In very recent times, we’ve talked about eggs a couple of times from its health benefits to its nutrient composition, to even very simple practical kitchen tips to test for fresh eggs.
But still, I realise that a lot of people just stay stuck on traditional beliefs about foods. It is often worse when there have been records of panic messages for a particular food as has been the case with eggs consumption, so it becomes imperative to confront some of those opinions. While many notions about eggs are unfounded, some others are genuine health concerns.
So far, these are the 3 most understandable possible health risks associated with eggs consumptions- which by extension, are the 3 most prominent reasons why some doctors and other health professionals ‘beef’ chicken eggs:
1. Eggs & Allergy. Some of the proteins found in eggs can trigger allergic reactions in some people. Because food allergies somewhat correlate to the protein particle size, the degree of sensitivity may vary even from person to person.
In addition to that, the high protein nature of eggs makes them easily coagulate under heat; hence people with mild allergies to eggs may still be able to handle eating egg-laden cooked foods in forms like cakes & pastries.
In reality, eggs are just one of the many other popular foods that a good number people seem to be allergic to. Wait, can someone be allergic to food? Well, the answer is YES! And you should find out more about that and see a list of some of the most common foods people are allergic to.
2. Eggs & Cholesterol. Cholesterol is increasing gaining prominence as the new medical lingo for the ‘C’ letter (#HEARTdiseases). For many people, the fact that eggs contain cholesterol has made it a direct parallel to being implicated in developing arteriosclerosis, which is the springboard for cardiovascular disease.

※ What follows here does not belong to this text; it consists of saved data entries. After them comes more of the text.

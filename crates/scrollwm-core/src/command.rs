//! The line-oriented text command protocol (§4.G).

use crate::action::Action;

/// Parses one line of the command protocol into an [`Action`].
///
/// Returns `None` for unknown verbs or blank lines — the caller is
/// expected to log an error for the unknown case (§7: "Unknown command
/// — logged error; ignored").
pub fn parse_line(line: &str) -> Option<Action> {
    let mut tokens = line.trim().split_whitespace();
    let verb = tokens.next()?;

    let action = match verb {
        "focus_left" => Action::FocusHorizontal(-1),
        "focus_right" => Action::FocusHorizontal(1),
        "focus_first" => Action::FocusPosition(0),
        "focus_last" => Action::FocusPosition(-1),
        "workspace_up" => Action::WorkspaceFocus(-1),
        "workspace_down" => Action::WorkspaceFocus(1),
        "monitor_left" => Action::MonitorFocus(-1),
        "monitor_right" => Action::MonitorFocus(1),
        "move_left" => Action::MoveWindowHorizontal(-1),
        "move_right" => Action::MoveWindowHorizontal(1),
        "move_up" => Action::MoveWindowVertical(-1),
        "move_down" => Action::MoveWindowVertical(1),
        "move_first" => Action::MoveWindowPosition(0),
        "move_last" => Action::MoveWindowPosition(-1),
        "move_monitor_left" => Action::MoveWindowToMonitor(-1),
        "move_monitor_right" => Action::MoveWindowToMonitor(1),
        "resize_inc" => Action::Resize(0.1),
        "resize_dec" => Action::Resize(-0.1),
        "maximize_toggle" => Action::ToggleMaximize,
        "preset_width_toggle" => Action::TogglePresetWidth,
        "close_window" => Action::CloseWindow,
        "open" => Action::Open(tokens.map(str::to_owned).collect()),
        "exit" => Action::Exit,
        "restart_wm" => Action::Restart,
        _ => return None,
    };
    Some(action)
}

#[cfg(test)]
mod tests {
    use super::*;

    #[test]
    fn parses_simple_verbs() {
        assert_eq!(parse_line("focus_left"), Some(Action::FocusHorizontal(-1)));
        assert_eq!(parse_line("focus_right"), Some(Action::FocusHorizontal(1)));
        assert_eq!(parse_line("focus_first"), Some(Action::FocusPosition(0)));
        assert_eq!(parse_line("focus_last"), Some(Action::FocusPosition(-1)));
        assert_eq!(parse_line("workspace_up"), Some(Action::WorkspaceFocus(-1)));
        assert_eq!(
            parse_line("move_monitor_right"),
            Some(Action::MoveWindowToMonitor(1))
        );
        assert_eq!(parse_line("resize_inc"), Some(Action::Resize(0.1)));
        assert_eq!(parse_line("maximize_toggle"), Some(Action::ToggleMaximize));
        assert_eq!(parse_line("exit"), Some(Action::Exit));
        assert_eq!(parse_line("restart_wm"), Some(Action::Restart));
    }

    #[test]
    fn parses_open_with_arguments() {
        assert_eq!(
            parse_line("open C:\\tools\\wt.exe -d C:\\src"),
            Some(Action::Open(vec![
                "C:\\tools\\wt.exe".to_string(),
                "-d".to_string(),
                "C:\\src".to_string(),
            ]))
        );
    }

    #[test]
    fn open_with_no_arguments_yields_empty_vec() {
        assert_eq!(parse_line("open"), Some(Action::Open(vec![])));
    }

    #[test]
    fn unknown_verb_returns_none() {
        assert_eq!(parse_line("frobnicate"), None);
    }

    #[test]
    fn blank_line_returns_none() {
        assert_eq!(parse_line(""), None);
        assert_eq!(parse_line("   "), None);
    }

    #[test]
    fn trims_surrounding_whitespace() {
        assert_eq!(
            parse_line("  focus_right  \n"),
            Some(Action::FocusHorizontal(1))
        );
    }
}
#[cfg(test)]
mod tests {
    use super::*;

    fn rect(l: i32, t: i32, r: i32, b: i32) -> Rect {
        Rect::new(l, t, r, b)
    }

    fn single_monitor_world() -> World {
        World::new(vec![(rect(0, 0, 1000, 1000), rect(0, 0, 1000, 980))])
    }

    #[test]
    fn new_world_sorts_monitors_left_to_right() {
        // Arrange
        let world = World::new(vec![
            (rect(1000, 0, 2000, 1000), rect(1000, 0, 2000, 1000)),
            (rect(0, 0, 1000, 1000), rect(0, 0, 1000, 1000)),
        ]);

        // Assert
        assert_eq!(world.monitors[0].rect.left, 0);
        assert_eq!(world.monitors[1].rect.left, 1000);
    }

    #[test]
    fn relayout_assigns_prefix_sum_of_widths() {
        // Arrange
        let mut ws = Workspace::new(0, Some(0));
        let mut a = Window::new(1, 0);
        a.width = 0.5;
        let mut b = Window::new(2, 0);
        b.width = 0.5;
        ws.push(a);
        ws.push(b);

        // Act
        ws.relayout();

        // Assert
        assert_eq!(ws.window(1).unwrap().x, 0.0);
        assert_eq!(ws.window(2).unwrap().x, 0.5);
    }

    #[test]
    fn relayout_twice_is_idempotent() {
        let mut ws = Workspace::new(0, Some(0));
        ws.push(Window::new(1, 0));
        ws.push(Window::new(2, 0));
        ws.focus_position(0);

        ws.relayout();
        let first: Vec<f64> = ws.windows.iter().map(|w| w.x).collect();
        ws.relayout();
        let second: Vec<f64> = ws.windows.iter().map(|w| w.x).collect();

        assert_eq!(first, second);
    }

    #[test]
    fn scroll_centers_when_total_width_below_one() {
        // Scenario 6 from the spec: a single window width=0.5.
        let mut ws = Workspace::new(0, Some(0));
        let mut w = Window::new(1, 0);
        w.width = 0.5;
        ws.push(w);

        ws.relayout();

        assert_eq!(ws.scroll_offset, -0.25);
    }

    #[test]
    fn scroll_clamps_to_keep_focused_window_visible() {
        // Scenario 2 from the spec: A(0.5) B(0.6 after resize) C(0.5),
        // focus on B. total_width = 1.6, B spans [0.5, 1.1].
        let mut ws = Workspace::new(0, Some(0));
        let mut a = Window::new(1, 0);
        a.width = 0.5;
        let mut b = Window::new(2, 0);
        b.width = 0.6;
        let mut c = Window::new(3, 0);
        c.width = 0.5;
        ws.push(a);
        ws.push(b);
        ws.push(c);
        ws.focused_window_id = Some(2);

        ws.relayout();

        assert!((ws.scroll_offset - 0.1).abs() < 1e-9);
    }

    #[test]
    fn move_focus_clamps_at_boundaries() {
        let mut ws = Workspace::new(0, Some(0));
        ws.push(Window::new(1, 0));
        ws.push(Window::new(2, 0));
        ws.push(Window::new(3, 0));
        ws.focused_window_id = Some(1);

        // Two lefts beyond the start clamp at index 0.
        ws.move_focus(-1);
        ws.move_focus(-1);
        assert_eq!(ws.focused_window_id, Some(1));

        // Round trip: two rights then two lefts returns to the start.
        ws.move_focus(1);
        ws.move_focus(1);
        ws.move_focus(-1);
        ws.move_focus(-1);
        assert_eq!(ws.focused_window_id, Some(1));
    }

    #[test]
    fn focus_position_negative_counts_from_end() {
        let mut ws = Workspace::new(0, Some(0));
        ws.push(Window::new(1, 0));
        ws.push(Window::new(2, 0));
        ws.push(Window::new(3, 0));

        ws.focus_position(-1);
        assert_eq!(ws.focused_window_id, Some(3));

        ws.focus_position(0);
        assert_eq!(ws.focused_window_id, Some(1));
    }

    #[test]
    fn remove_repairs_focus() {
        let mut ws = Workspace::new(0, Some(0));
        ws.push(Window::new(1, 0));
        ws.push(Window::new(2, 0));
        ws.focused_window_id = Some(2);

        ws.remove(2);

        assert_eq!(ws.focused_window_id, Some(1));
    }

    #[test]
    fn remove_last_window_clears_focus() {
        let mut ws = Workspace::new(0, Some(0));
        ws.push(Window::new(1, 0));

        ws.remove(1);

        assert!(ws.focused_window_id.is_none());
        assert!(ws.is_empty());
    }

    #[test]
    fn ensure_valid_workspaces_buffers_top_and_bottom() {
        // Arrange: one workspace with a window.
        let mut world = single_monitor_world();
        world.monitors[0].workspaces[0].push(Window::new(1, world.monitors[0].workspaces[0].id));

        // Act
        world.ensure_valid_workspaces_everywhere();

        // Assert: buffer prepended and appended (scenario 3).
        let monitor = &world.monitors[0];
        assert_eq!(monitor.workspaces.len(), 3);
        assert!(monitor.workspaces[0].is_empty());
        assert!(!monitor.workspaces[1].is_empty());
        assert!(monitor.workspaces[2].is_empty());
    }

    #[test]
    fn ensure_valid_workspaces_is_idempotent() {
        let mut world = single_monitor_world();
        world.monitors[0].workspaces[0].push(Window::new(1, world.monitors[0].workspaces[0].id));

        world.ensure_valid_workspaces_everywhere();
        let first_len = world.monitors[0].workspaces.len();
        world.ensure_valid_workspaces_everywhere();
        let second_len = world.monitors[0].workspaces.len();

        assert_eq!(first_len, second_len);
    }

    #[test]
    fn ensure_valid_workspaces_permits_empty_interior() {
        // Two interior empty workspaces between populated ones is fine;
        // only the outer edges must be empty buffers.
        let mut world = single_monitor_world();
        {
            let monitor = &mut world.monitors[0];
            let id_a = monitor.workspaces[0].id;
            monitor.workspaces[0].push(Window::new(1, id_a));
            let next_id = monitor.workspaces.last().unwrap().id + 1;
            monitor.workspaces.push(Workspace::new(next_id, Some(0)));
            let id_b = next_id + 1;
            let mut ws = Workspace::new(id_b, Some(0));
            ws.push(Window::new(2, id_b));
            monitor.workspaces.push(ws);
        }

        world.ensure_valid_workspaces_everywhere();

        let monitor = &world.monitors[0];
        assert!(monitor.workspaces.first().unwrap().is_empty());
        assert!(monitor.workspaces.last().unwrap().is_empty());
    }

    #[test]
    fn current_workspace_repairs_dangling_focus() {
        let mut world = single_monitor_world();
        world.monitors[0].focused_workspace_id = 999;
        let mut next = world.alloc_workspace_id();

        let ws_id = world.monitors[0].current_workspace(&mut next).id;

        assert_eq!(world.monitors[0].focused_workspace_id, ws_id);
    }

    #[test]
    fn find_window_scans_all_monitors() {
        let mut world = World::new(vec![
            (rect(0, 0, 1000, 1000), rect(0, 0, 1000, 1000)),
            (rect(1000, 0, 2000, 1000), rect(1000, 0, 2000, 1000)),
        ]);
        let ws_id = world.monitors[1].workspaces[0].id;
        world.monitors[1].workspaces[0].push(Window::new(42, ws_id));

        assert_eq!(world.find_window(42), Some((1, 0, 0)));
        assert_eq!(world.find_window(7), None);
    }

    #[test]
    fn round2_matches_preset_width_precision() {
        assert_eq!(round2(0.1 + 0.5), 0.6);
        assert_eq!(round2(0.999), 1.0);
    }
}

The fact is that all its cholesterol is solely within the egg yolk, so if you totally want to avoid them, then eat just the egg white! Moreover, an average sized egg contains roughly between 185-210g of Cholesterol (daily recommended intake is 300g in healthy people and 200g in those with heart disease according to Mayo Clinic). Hopefully, these numbers should give you a clearer picture. Also see this piece by Harvard School of Public Health on eggs and heart diseases.
Besides, a much more profound truth about cholesterol is that the blood levels of cholesterol is more directly affected by the type of fats (“Good vs. Bad Fats”) eaten than by intake of dietary cholesterol.
3. Eggs & Food Safety. Food safety with respect to eggs is often underestimated but yet a very critical factor we ought to be concerned about to avoid food poisoning.
Salmonella is a bacterium that is commonly found in both within the egg and on its shell even when the egg looks normal. This is why it is NOT advisable to eat eggs raw. See some other practical kitchen tips for healthy eating & eggs.
Fortunately, practising food safety when handling eggs bothers along basic hygiene habits like hand washing to more economic kitchen habits like proper refrigeration and ultimately discarding stale eggs!
On a final note, eggs are good sources of nutrients and are especially rich proteins and some vitamins. They are excellent during rapid growth phases of life so can be especially handy in selecting a balanced diet for children.
The minimal fats contained in eggs are emulsified thus, facilitating their digestion. Eggs also have minimal calories too! It is also worthy of note that eggs does not produce uric acid in the body, as opposed to other protein sources such as legumes, fish and meats.
And finally, eggs have enjoyed advanced food processing and there widely available cholesterol-free egg substitutes, which are made from egg whites.
Consider this as a full disclosure about Eggs and learn to make healthy food choices.